Cabinet ministers are usually careful when commenting on issues that are not part of their portfolio. Not Guilbeault. He began rattling off answers as though he was still the environment minister, not only contradicting the prime minister, but making the job of new Minister of Energy and Natural Resources Tim Hodgson more complicated and igniting a fight with Alberta Premier Danielle Smith.

But Guilbeault was not the only one making gaffes. Foreign Affairs Minister Anita Anand, another veteran of the Trudeau Government with a reputation as skilful operator in a number of portfolios, got caught in the controversy over whether Israel is purposely starving Palestinians in the Gaza Strip, saying that Israel is “using food as a political tool” without citing Hamas as the instigator of the current escalation in the conflict. Housing Minister Gregor Robertson, already controversial based on his record as Vancouver mayor, missed an opportunity to agree that housing prices need to come down by deflecting to an answer about building supply.

However, the biggest mistake was not that of an individual minister but of Carney and whoever on his still-threadbare staff is helping him run the government. At the end of the meeting, Finance Minister Francois-Philippe Champagne was dispatched to tell reporters that the new Liberal government would not present a formal budget to Parliament in 2025. The best that could be done would be a fiscal update this fall.

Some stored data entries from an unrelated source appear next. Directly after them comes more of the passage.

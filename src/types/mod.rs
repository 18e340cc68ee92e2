use serde::{Deserialize, Serialize};

use crate::geometry::Point2;

/// Magnetometer sample in raw sensor units (~5 Hz).
///
/// Only the field magnitude band and the planar direction are used, so the
/// absolute scale does not matter as long as it is consistent.
#[derive(Clone, Debug, Serialize, Deserialize)]
pub struct MagSample {
    pub timestamp_ms: f64,
    pub x: f64,
    pub y: f64,
    pub z: f64,
}

/// Device attitude, yaw only. `alpha` is radians when `|alpha| <= 2π + 0.5`,
/// otherwise already degrees (browser vs. native convention).
#[derive(Clone, Copy, Debug, Serialize, Deserialize)]
pub struct Attitude {
    pub alpha: f64,
}

/// Yaw rate in degrees per second.
#[derive(Clone, Copy, Debug, Serialize, Deserialize)]
pub struct RotationRate {
    pub alpha: f64,
}

#[derive(Clone, Copy, Debug, Serialize, Deserialize)]
pub struct Acceleration {
    pub x: f64,
    pub y: f64,
    pub z: f64,
}

/// Combined device-motion sample (~20 Hz). Every field is optional because
/// platforms differ in what they deliver per frame.
#[derive(Clone, Debug, Default, Serialize, Deserialize)]
pub struct DeviceMotionSample {
    pub timestamp_ms: f64,
    #[serde(default)]
    pub rotation: Option<Attitude>,
    #[serde(default)]
    pub rotation_rate: Option<RotationRate>,
    #[serde(default)]
    pub acceleration: Option<Acceleration>,
    #[serde(default)]
    pub acceleration_including_gravity: Option<Acceleration>,
}

/// Cumulative pedometer reading. `steps` is monotonic for a given session.
#[derive(Clone, Copy, Debug, Serialize, Deserialize)]
pub struct PedometerSample {
    pub timestamp_ms: f64,
    pub steps: u64,
}

/// Single access-point observation from a Wi-Fi scan. `level` is dBm
/// (negative).
#[derive(Clone, Debug, Serialize, Deserialize)]
pub struct WifiReading {
    pub bssid: String,
    pub level: f64,
}

#[derive(Clone, Copy, Debug, PartialEq, Eq, Serialize, Deserialize)]
#[serde(rename_all = "snake_case")]
pub enum WifiScanStatus {
    Ok,
    Unavailable,
    PermissionDenied,
    Error,
}

/// Result of one Wi-Fi scan. Anything other than `Ok` means "no fix this
/// interval"; the status and message are surfaced verbatim in the
/// observable state.
#[derive(Clone, Debug, Serialize, Deserialize)]
pub struct WifiScan {
    pub timestamp_ms: f64,
    pub readings: Vec<WifiReading>,
    pub status: WifiScanStatus,
    #[serde(default)]
    pub message: Option<String>,
}

#[derive(Clone, Copy, Debug, PartialEq, Eq, Serialize, Deserialize)]
#[serde(rename_all = "snake_case")]
pub enum PoseSource {
    Pdr,
    PdrWifi,
}

/// Engine pose output. `snapped` is true iff the last snap distance was
/// within the configured maximum.
#[derive(Clone, Copy, Debug, Serialize, Deserialize)]
pub struct Pose2D {
    pub x: f64,
    pub y: f64,
    pub heading_deg: f64,
    pub timestamp_ms: f64,
    pub source: PoseSource,
    pub snapped: bool,
}

impl Pose2D {
    pub fn position(&self) -> Point2 {
        Point2::new(self.x, self.y)
    }
}

#[cfg(test)]
mod tests {
    use super::*;

    #[test]
    fn test_device_motion_optional_fields() {
        let json = r#"{"timestamp_ms": 100.0, "rotation_rate": {"alpha": 12.5}}"#;
        let sample: DeviceMotionSample = serde_json::from_str(json).unwrap();
        assert!(sample.rotation.is_none());
        assert!(sample.acceleration.is_none());
        assert_eq!(sample.rotation_rate.unwrap().alpha, 12.5);
    }

    #[test]
    fn test_wifi_status_wire_names() {
        let status: WifiScanStatus = serde_json::from_str(r#""permission_denied""#).unwrap();
        assert_eq!(status, WifiScanStatus::PermissionDenied);
        assert_eq!(
            serde_json::to_string(&PoseSource::PdrWifi).unwrap(),
            r#""pdr_wifi""#
        );
    }
}
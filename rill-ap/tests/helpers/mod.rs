//! Test helper modules for rill-ap integration tests
//!
//! - audio_generator: deterministic PCM blocks and WAV files
//! - scripted_decoder: decoders with injected failures and observable rewinds

#![allow(dead_code)]

pub mod audio_generator;
pub mod scripted_decoder;

pub use audio_generator::{constant_pcm, generate_sine_wav, ramp_pcm};
pub use scripted_decoder::{ScriptedDecoder, ScriptedSource};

Champagne said the government had a plan that would immediately pass a tax cut for Canadians this spring as promised in the election campaign. Then, in the throne speech set to be delivered by King Charles on May 27, the government will lay out its priorities, including a middle-class tax cut, followed by the economic statement in the fall.

That tells us a few things. One is that the throne speech will be more of a political and geopolitical statement than a governing agenda. It also tells us that while Carney said he had a plan for revamping and rebuilding the Canadian economy, what he has is a number of ideas but isn’t sure how they will all fit together and what all of it is going to cost.

Party platforms are often cast aside once an election is over. The Liberal one from the recent election promises $130 billion in new spending and tax cuts. But now we will have to wait until sometime this fall to get an idea of what the government wants to do and what it will cost when it presents its fall economic update.

That may be all this government can deliver. But a budget would be better.

Policy Columnist Don Newman is an Officer of the Order of Canada, and a lifetime member and a past president of the Canadian Parliamentary Press Gallery.